VARESE La destra varesina torna sui sette colli fatali di Roma. Ieri mattina Marco Airaghi, già parlamentare di An per due mandati, non eletto nel 2008, è rientrato a Montecitorio, andando a colmare quella carenza rappresentativa che il Pdl, da sempre ma soprattutto negli ultimi anni, ha subito in provincia di Varese.
Con l’eccezione del senatore Antonio Tomassini, il partito di maggioranza relativa in provincia è infatti risultato fino ad ora il meno rappresentato a Roma tra le principali forze politiche. Persino meno del Pd, che vanta un deputato, Daniele Marantelli e un senatore, Paolo Rossi. Battaglia persa in partenza con la Lega, con quasi dieci parlamentari, due dei quali ministri nel passato governo.
L’ingresso di Airaghi, vicesegretario provinciale uscente del Pdl, è stato ratificato mercoledì, con l’approvazione da parte della Camera delle dimissioni di Antonio Verro (prima di lui nella lista dei non eletti), che ha optato per l’incarico di consigliere di amministrazione della Rai.
Ieri, giovedì, è stata quindi la prima giornata a Montecitorio del neodeputato varesino, dopo oltre tre anni.
E molte cose sono cambiate, da quando era stato eletto l’ultima volta.

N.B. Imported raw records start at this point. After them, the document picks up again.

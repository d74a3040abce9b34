use std::path::PathBuf;

use super::*;

fn builtin() -> FieldSchema {
    FieldSchema::builtin().expect("builtin schema compiles")
}

fn schema_with(fields: &[(&str, &str, bool)]) -> FieldSchema {
    FieldSchema::from_definition(SchemaDefinition {
        fields: fields
            .iter()
            .map(|(label, placeholder, multiline)| FieldDefinition {
                label: (*label).to_string(),
                placeholder: (*placeholder).to_string(),
                multiline: *multiline,
            })
            .collect(),
        ..SchemaDefinition::default()
    })
    .expect("schema compiles")
}

fn scratch_path(name: &str) -> PathBuf {
    std::env::temp_dir().join(format!("scdocbuilder-fields-{}-{name}", std::process::id()))
}

#[test]
fn builtin_schema_covers_worksheet_vocabulary() {
    let schema = builtin();

    assert!(schema.fields().len() >= 20);
    assert_eq!(schema.checkboxes().len(), 4);
    assert_eq!(schema.mandatory_questions, vec!["15", "16", "17"]);
    assert_eq!(
        schema.mandatory_placeholders,
        vec!["{Applicant name}", "{Airplane model}"]
    );

    let multiline: Vec<&str> = schema
        .fields()
        .iter()
        .filter(|field| field.multiline)
        .map(|field| field.placeholder.as_str())
        .collect();
    assert_eq!(multiline, vec!["{Summary}", "{Description}", "{SpecialConditions}"]);

    let placeholders = schema.extracted_placeholders();
    assert!(placeholders.contains(&"{Project type}"));
    assert!(placeholders.contains(&"{CFR part}"));
    assert!(placeholders.contains(&"{TC number}"));
}

#[test]
fn labels_are_stored_normalized() {
    let schema = builtin();
    let field = schema
        .field_for_placeholder("{Applicant name}")
        .expect("applicant field exists");
    assert_eq!(field.label, "Applicant name");
    assert!(!field.is_tc_number());
    assert!(
        schema
            .field_for_placeholder("{TC number}")
            .expect("tc field exists")
            .is_tc_number()
    );
}

#[test]
fn match_label_prefers_exact_then_prefix_then_longer_label() {
    let schema = schema_with(&[
        ("Name:", "{Name}", false),
        ("Name of SME:", "{SME name}", false),
        ("Section name:", "{Section}", false),
    ]);

    let exact = schema.match_label("Name").expect("exact match");
    assert_eq!(exact.kind, MatchKind::Exact);
    assert_eq!(exact.field.placeholder, "{Name}");

    let prefix = schema
        .match_label(&schema.normalize("Name of SME: Jane"))
        .expect("prefix match");
    assert_eq!(prefix.kind, MatchKind::Prefix);
    assert_eq!(prefix.field.placeholder, "{SME name}");

    let contains = schema
        .match_label(&schema.normalize("Branch Section name: Avionics"))
        .expect("contains match");
    assert_eq!(contains.kind, MatchKind::Contains);
    assert_eq!(contains.field.placeholder, "{Section}");

    assert!(schema.match_label("").is_none());
    assert!(schema.match_label("Unrelated").is_none());
}

#[test]
fn inline_value_reads_raw_text_after_label() {
    let schema = builtin();
    let field = schema
        .field_for_placeholder("{Applicant name}")
        .expect("applicant field exists");

    assert_eq!(
        field.inline_value("a.  Applicant   name :  Foo  Corp, Inc. ").as_deref(),
        Some("Foo  Corp, Inc.")
    );
    assert_eq!(field.inline_value("Applicant name:").as_deref(), Some(""));
    assert_eq!(field.inline_value("Airplane model: X"), None);
}

#[test]
fn checkbox_requires_option_to_follow_checked_glyph() {
    let schema = builtin();
    let change = schema
        .checkboxes()
        .iter()
        .find(|option| option.value == "change")
        .expect("change option exists");

    assert_eq!(change.label, "This is a change");
    assert!(change.is_checked_in("☒  This is a change to TC A123"));
    assert!(!change.is_checked_in("☐ This is a change"));
    assert!(!change.is_checked_in("☐ This is a change ☒ This is an STC project"));
}

#[test]
fn question_prompt_accepts_numbered_headers_not_list_markers() {
    let schema = builtin();
    assert!(schema.is_question_prompt("Question 15: Describe"));
    assert!(schema.is_question_prompt("  16. What applies?"));
    assert!(schema.is_question_prompt("17."));
    assert!(!schema.is_question_prompt("1) Step one"));
    assert!(!schema.is_question_prompt("1.5 tonnes"));
    assert!(!schema.is_question_prompt("Questionnaire"));
}

#[test]
fn multiline_terminators() {
    let schema = schema_with(&[
        ("Description:", "{Description}", true),
        ("Next field:", "{Next}", false),
        ("Provide the text of the special conditions.", "{SpecialConditions}", true),
    ]);

    assert!(schema.ends_multiline(""));
    assert!(schema.ends_multiline("   "));
    assert!(schema.ends_multiline("Next field: value"));
    assert!(schema.ends_multiline("3. Another section"));
    assert!(schema.ends_multiline("See: Provide the text of the special conditions."));
    assert!(!schema.ends_multiline("The Next field: is mentioned mid-line"));
    assert!(!schema.ends_multiline("1) Step one"));
    assert!(!schema.ends_multiline("Line 2"));
}

#[test]
fn checkbox_prompt_tolerates_spacing() {
    let schema = builtin();
    assert!(schema.is_checkbox_prompt("6.\tCheck the appropriate box and complete:"));
    assert!(schema.is_checkbox_prompt("6. Check the appropriate box and complete :"));
    assert!(!schema.is_checkbox_prompt("Check the appropriate box"));
}

#[test]
fn from_definition_rejects_bad_schemas() {
    let definition = |fields: Vec<(&str, &str)>| SchemaDefinition {
        fields: fields
            .into_iter()
            .map(|(label, placeholder)| FieldDefinition {
                label: label.to_string(),
                placeholder: placeholder.to_string(),
                multiline: false,
            })
            .collect(),
        ..SchemaDefinition::default()
    };

    assert!(matches!(
        FieldSchema::from_definition(definition(vec![])),
        Err(SchemaError::NoFields)
    ));
    assert!(matches!(
        FieldSchema::from_definition(definition(vec![("a.:", "{A}")])),
        Err(SchemaError::EmptyLabel(_))
    ));
    assert!(matches!(
        FieldSchema::from_definition(definition(vec![("Name", "Name")])),
        Err(SchemaError::BadPlaceholder(_))
    ));
    assert!(matches!(
        FieldSchema::from_definition(definition(vec![("Name:", "{A}"), ("b. Name", "{B}")])),
        Err(SchemaError::DuplicateLabel { .. })
    ));
}

#[test]
fn load_reads_flat_json_and_structured_toml() {
    let json_path = scratch_path("flat.json");
    fs::write(
        &json_path,
        r#"{"Applicant name:": "{Applicant name}", "Airplane model:": "{Airplane model}"}"#,
    )
    .expect("schema writes");
    let flat = FieldSchema::load(&json_path).expect("flat schema loads");
    assert_eq!(flat.fields().len(), 2);
    assert!(flat.fields().iter().all(|field| !field.multiline));
    assert_eq!(flat.option_placeholder, "{Action option}");
    fs::remove_file(&json_path).expect("schema removed");

    let toml_path = scratch_path("structured.toml");
    fs::write(
        &toml_path,
        r#"
mandatory_questions = ["1"]
option_placeholder = "{Option}"

[[fields]]
label = "Description:"
placeholder = "{Description}"
multiline = true

[[fields]]
label = "Owner:"
placeholder = "{Owner}"
"#,
    )
    .expect("schema writes");
    let structured = FieldSchema::load(&toml_path).expect("structured schema loads");
    assert_eq!(structured.fields().len(), 2);
    assert!(structured.fields()[0].multiline);
    assert_eq!(structured.mandatory_questions, vec!["1"]);
    assert_eq!(structured.option_placeholder, "{Option}");
    assert_eq!(structured.checkboxes().len(), 4);
    fs::remove_file(&toml_path).expect("schema removed");
}

#[test]
fn load_maps_failures_to_typed_errors() {
    let missing = scratch_path("missing.json");
    assert!(matches!(
        FieldSchema::load(&missing),
        Err(FillError::NotFound { .. })
    ));

    let yaml = scratch_path("schema.yaml");
    fs::write(&yaml, "Applicant name: '{Applicant name}'").expect("schema writes");
    assert!(matches!(
        FieldSchema::load(&yaml),
        Err(FillError::Schema {
            source: SchemaError::Format(_),
            ..
        })
    ));
    fs::remove_file(&yaml).expect("schema removed");

    let broken = scratch_path("broken.json");
    fs::write(&broken, "[1, 2").expect("schema writes");
    let err = FieldSchema::load(&broken).expect_err("broken json fails");
    assert_eq!(err.exit_code(), crate::error::EXIT_VALIDATION);
    fs::remove_file(&broken).expect("schema removed");
}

Il leader del suo partito di provenienza, Gianfranco Fini, è di fatto un “nemico”. E non è mancata nemmeno la “burla” della burocrazia interna: Airaghi ha dovuto sedersi in mezzo al gruppo di Futuro e libertà. «È stato agghiacciante – dice ridendo Airaghi – mi sono ritrovato in mezzo al Fli, completamente circondato. Scherzi a parte, sono praticamente tutti miei ex colleghi di partito, quindi non c’è stato problema». Ma si tratta solo del banco provvisorio. Presto tornerà infatti a sedere tra quelli del suo gruppo.
Per il resto «è stata un grande soddisfazione poter rientrare nell’aula di Montecitorio. Anche se la prima cosa che ho fatto è stata chiedere al presidente della Camera di dare il via alle verifiche della possibile incompatibilità tra il ruolo di deputato e il mio lavoro alla Difesa». Airaghi, ingegnere di formazione, è infatti direttore generale delle Industrie della Difesa, un’azienda che lavora con il ministero, e consigliere d’amministrazione dell’Agenzia aereospaziale italiana. «Potrebbero esserci una concreta incompatibilità. In ogni caso, aspetto il responso e quindi deciderò».
Il ritorno alla Camera avviene in un momento difficile. «Sento un grande senso di responsabilità e cercherò di lavorare per fare il meglio per il Paese». E sul fatto che il Pdl di Varese era sottorappresentato a Roma: «Un partito che ha la maggioranza relativa non può essere clamorosamente sottorappresentato per scelte che riguardano la composizione delle liste, vista la legge elettorale che abbiamo. Anche per via della concorrenza politica che abbiamo, a partire dalla Lega».